After several Harvard staff members raised concerns about not receiving notice of an alleged attack outside Lamont Library early Tuesday, the Harvard University Police Department (HUPD) conceded that a formal advisory e-mail should have been sent.
An alert was sent on Tuesday afternoon to all Harvard undergraduates, while other members of the community were not notified of the incident until Friday.
“It is outrageous that I, or more importantly my friends who work in Cambridge in the Lamont Library, were not informed,” said Wendy M. Brown, a library assistant at the Medical School. “Is Harvard just trying to save face by not telling its employees about this?”
Brown said that she only heard of the incident by word-of-mouth. Her boyfriend, who is also employed at the Medical School, happened to overhear a conversation concerning the attack last week while in Cambridge, she added.
Brown said that she was initially afraid of being dismissed as “paranoid” or “stressed out,” but that the 10 Harvard Library staff members she then contacted told her they had not received an alert from HUPD either.
In response to an e-mail Brown sent to HUPD asking why Harvard employees had not been informed of the incident, HUPD spokesman Steven G. Catalano replied Thursday that the public safety threat was determined to be “minimal” and that alerting undergraduates was deemed “sufficient.”

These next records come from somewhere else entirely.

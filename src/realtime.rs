//! In-process change feed.
//!
//! Every committed mutation publishes a [`ChangeEvent`]. Consumers open a
//! [`Subscription`] for one table, optionally narrowed to one room, and pull matching
//! events with [`Subscription::next`]. A subscription that falls behind the channel
//! capacity receives a synthetic [`ChangeKind::Resync`] event instead of the dropped
//! ones, so the consumer refetches rather than missing a change.

use serde::{Deserialize, Serialize};
use std::sync::Arc;
use tokio::sync::broadcast::{self, error::RecvError};
use tracing::{trace, warn};

/// Events buffered per subscriber before it is considered lagging.
pub const CHANNEL_CAPACITY: usize = 1024;

/// Tables that publish changes.
#[derive(Debug, Clone, Copy, PartialEq, Eq, Hash, Serialize, Deserialize)]
#[serde(rename_all = "snake_case")]
pub enum Table {
    /// `rooms`
    Rooms,
    /// `room_members`
    RoomMembers,
    /// `transactions`
    Transactions,
}

/// What happened to the row.
#[derive(Debug, Clone, Copy, PartialEq, Eq, Serialize, Deserialize)]
#[serde(rename_all = "lowercase")]
pub enum ChangeKind {
    /// Row created
    Insert,
    /// Row changed
    Update,
    /// Row removed
    Delete,
    /// Events were dropped; refetch everything for the table
    Resync,
}

/// A single row change.
#[derive(Debug, Clone, PartialEq, Eq, Serialize, Deserialize)]
pub struct ChangeEvent {
    /// Table the row belongs to
    pub table: Table,
    /// Kind of change
    pub kind: ChangeKind,
    /// Room the row is scoped to, when it has one
    pub room_id: Option<String>,
    /// Primary key of the row, empty for resync events
    pub row_id: String,
}

impl ChangeEvent {
    /// Creates an event for a row.
    pub fn new(
        table: Table,
        kind: ChangeKind,
        room_id: Option<String>,
        row_id: impl Into<String>,
    ) -> Self {
        Self {
            table,
            kind,
            room_id,
            row_id: row_id.into(),
        }
    }

    /// Synthetic event telling a lagging subscriber to refetch.
    #[must_use]
    pub fn resync(table: Table, room_id: Option<String>) -> Self {
        Self::new(table, ChangeKind::Resync, room_id, String::new())
    }
}

/// Which events a subscription receives.
#[derive(Debug, Clone, PartialEq, Eq)]
pub struct SubscriptionFilter {
    /// Table to follow
    pub table: Table,
    /// Restrict to one room; `None` follows the whole table
    pub room_id: Option<String>,
}

impl SubscriptionFilter {
    /// Follows every change to `table`.
    #[must_use]
    pub const fn table(table: Table) -> Self {
        Self {
            table,
            room_id: None,
        }
    }

    /// Follows changes to `table` scoped to one room.
    pub fn room(table: Table, room_id: impl Into<String>) -> Self {
        Self {
            table,
            room_id: Some(room_id.into()),
        }
    }

    /// Whether `event` passes this filter.
    #[must_use]
    pub fn matches(&self, event: &ChangeEvent) -> bool {
        if event.table != self.table {
            return false;
        }
        match &self.room_id {
            Some(room_id) => event.room_id.as_deref() == Some(room_id.as_str()),
            None => true,
        }
    }
}

/// Publisher side of the feed. Cheap to clone.
#[derive(Debug, Clone)]
pub struct ChangeFeed {
    inner: Arc<broadcast::Sender<ChangeEvent>>,
}

impl Default for ChangeFeed {
    fn default() -> Self {
        Self::new()
    }
}

impl ChangeFeed {
    /// Creates a feed with [`CHANNEL_CAPACITY`] slots.
    #[must_use]
    pub fn new() -> Self {
        Self::with_capacity(CHANNEL_CAPACITY)
    }

    /// Creates a feed with a custom per-subscriber buffer.
    #[must_use]
    pub fn with_capacity(capacity: usize) -> Self {
        let (sender, _) = broadcast::channel(capacity);
        Self {
            inner: Arc::new(sender),
        }
    }

    /// Publishes an event to every live subscription.
    pub fn publish(&self, event: ChangeEvent) {
        trace!(?event, "Publishing change");
        // No subscribers is not an error
        let _ = self.inner.send(event);
    }

    /// Opens a subscription.
    #[must_use]
    pub fn subscribe(&self, filter: SubscriptionFilter) -> Subscription {
        Subscription {
            filter,
            receiver: self.inner.subscribe(),
        }
    }

    /// Number of open subscriptions.
    #[must_use]
    pub fn subscriber_count(&self) -> usize {
        self.inner.receiver_count()
    }
}

/// A live listener on the feed. Dropping it releases the listener.
#[derive(Debug)]
pub struct Subscription {
    filter: SubscriptionFilter,
    receiver: broadcast::Receiver<ChangeEvent>,
}

impl Subscription {
    /// The filter this subscription was opened with.
    #[must_use]
    pub const fn filter(&self) -> &SubscriptionFilter {
        &self.filter
    }

    /// Waits for the next matching event.
    ///
    /// Returns `None` once the feed is gone.
    pub async fn next(&mut self) -> Option<ChangeEvent> {
        loop {
            match self.receiver.recv().await {
                Ok(event) if self.filter.matches(&event) => return Some(event),
                Ok(_) => {}
                Err(RecvError::Lagged(skipped)) => {
                    warn!(
                        skipped,
                        table = ?self.filter.table,
                        "Subscription lagged, requesting resync"
                    );
                    return Some(ChangeEvent::resync(
                        self.filter.table,
                        self.filter.room_id.clone(),
                    ));
                }
                Err(RecvError::Closed) => return None,
            }
        }
    }

    /// Stops listening.
    pub fn unsubscribe(self) {
        drop(self);
    }
}
//! Transaction entity - One ledger entry between two members of a room.
//!
//! `from_user_id` is the member who recorded the entry, `to_user_id` the counterparty.
//! Rows are immutable except for the pending to settled transition.

use sea_orm::entity::prelude::*;
use serde::{Deserialize, Serialize};

/// Direction of a ledger entry, seen from the member who recorded it.
#[derive(Clone, Copy, Debug, PartialEq, Eq, EnumIter, DeriveActiveEnum, Serialize, Deserialize)]
#[sea_orm(rs_type = "String", db_type = "String(StringLen::None)")]
#[serde(rename_all = "lowercase")]
pub enum TransactionKind {
    /// Recorder borrowed the amount from the counterparty
    #[sea_orm(string_value = "borrowed")]
    Borrowed,
    /// Recorder lent the amount to the counterparty
    #[sea_orm(string_value = "lent")]
    Lent,
    /// Recorder paid a shared expense, split with the counterparty
    #[sea_orm(string_value = "shared")]
    Shared,
}

impl TransactionKind {
    /// Wire name of the kind (`"borrowed"`, `"lent"`, `"shared"`).
    #[must_use]
    pub const fn as_str(self) -> &'static str {
        match self {
            Self::Borrowed => "borrowed",
            Self::Lent => "lent",
            Self::Shared => "shared",
        }
    }
}

/// Settlement state of a ledger entry.
#[derive(Clone, Copy, Debug, PartialEq, Eq, EnumIter, DeriveActiveEnum, Serialize, Deserialize)]
#[sea_orm(rs_type = "String", db_type = "String(StringLen::None)")]
#[serde(rename_all = "lowercase")]
pub enum TransactionStatus {
    /// Still counted in balances
    #[sea_orm(string_value = "pending")]
    Pending,
    /// Paid back, kept for history
    #[sea_orm(string_value = "settled")]
    Settled,
}

impl TransactionStatus {
    /// Wire name of the status (`"pending"`, `"settled"`).
    #[must_use]
    pub const fn as_str(self) -> &'static str {
        match self {
            Self::Pending => "pending",
            Self::Settled => "settled",
        }
    }
}

/// Transaction database model
#[derive(Clone, Debug, PartialEq, DeriveEntityModel, Serialize, Deserialize)]
#[sea_orm(table_name = "transactions")]
pub struct Model {
    /// UUID of the transaction
    #[sea_orm(primary_key, auto_increment = false)]
    pub id: String,
    /// Room the entry belongs to
    pub room_id: String,
    /// Positive amount in dollars
    pub amount: f64,
    /// `borrowed`, `lent` or `shared`
    pub kind: TransactionKind,
    /// Human-readable description of the transaction
    pub description: String,
    /// Member who recorded the entry
    pub from_user_id: String,
    /// Counterparty of the entry
    pub to_user_id: String,
    /// `pending` or `settled`
    pub status: TransactionStatus,
    /// When the entry was settled, if it has been
    pub settled_at: Option<DateTimeUtc>,
    /// When the entry was recorded
    pub created_at: DateTimeUtc,
}

impl Model {
    /// Whether `user_id` is the source or target of this entry.
    #[must_use]
    pub fn involves(&self, user_id: &str) -> bool {
        self.from_user_id == user_id || self.to_user_id == user_id
    }
}

/// Defines relationships between Transaction and other entities
#[derive(Copy, Clone, Debug, EnumIter, DeriveRelation)]
pub enum Relation {
    /// Each transaction belongs to one room
    #[sea_orm(
        belongs_to = "super::room::Entity",
        from = "Column::RoomId",
        to = "super::room::Column::Id",
        on_delete = "Cascade"
    )]
    Room,
}

impl Related<super::room::Entity> for Entity {
    fn to() -> RelationDef {
        Relation::Room.def()
    }
}

impl ActiveModelBehavior for ActiveModel {}
//! Sync queue entity - Writes made while offline, replayed in `id` order on reconnect.

use sea_orm::entity::prelude::*;
use serde::{Deserialize, Serialize};

/// Pending write database model
#[derive(Clone, Debug, PartialEq, Eq, DeriveEntityModel, Serialize, Deserialize)]
#[sea_orm(table_name = "sync_queue")]
pub struct Model {
    /// Monotonic id, defines replay order
    #[sea_orm(primary_key)]
    pub id: i64,
    /// Cache key the write targets
    pub key: String,
    /// JSON-encoded value that was written
    pub value: String,
    /// When the write was made
    pub queued_at: DateTimeUtc,
}

/// `SyncQueueItem` has no relationships with other entities
#[derive(Copy, Clone, Debug, EnumIter, DeriveRelation)]
pub enum Relation {}

impl ActiveModelBehavior for ActiveModel {}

On her blog, Brown quoted her boyfriend’s reaction to Catalano’s words, asking, “Why was it deemed only necessary to inform students; do violent predators discriminate between undergraduates and employees?”
According to a Harvard Library employee, who requested anonymity because of the sensitive nature of the situation, several of his co-workers were also “pretty upset and confused” as to why HUPD only felt the need to inform undergraduates.
He said that HUPD had not replied to his e-mails as of yesterday afternoon.
But Brown said that the Chief of Police Francis D. Riley sent her a statement through Catalano Friday explaining that, in retrospect, an advisory should have been distributed more broadly to include all students, staff, and faculty.
“We regret the initial judgment not to make the advisory more broadly available,” Riley said. “ We will review our advisory distribution procedures to ensure that future incidents are handled appropriately.”
Catalano declined to add to Riley’s initial statement last Friday.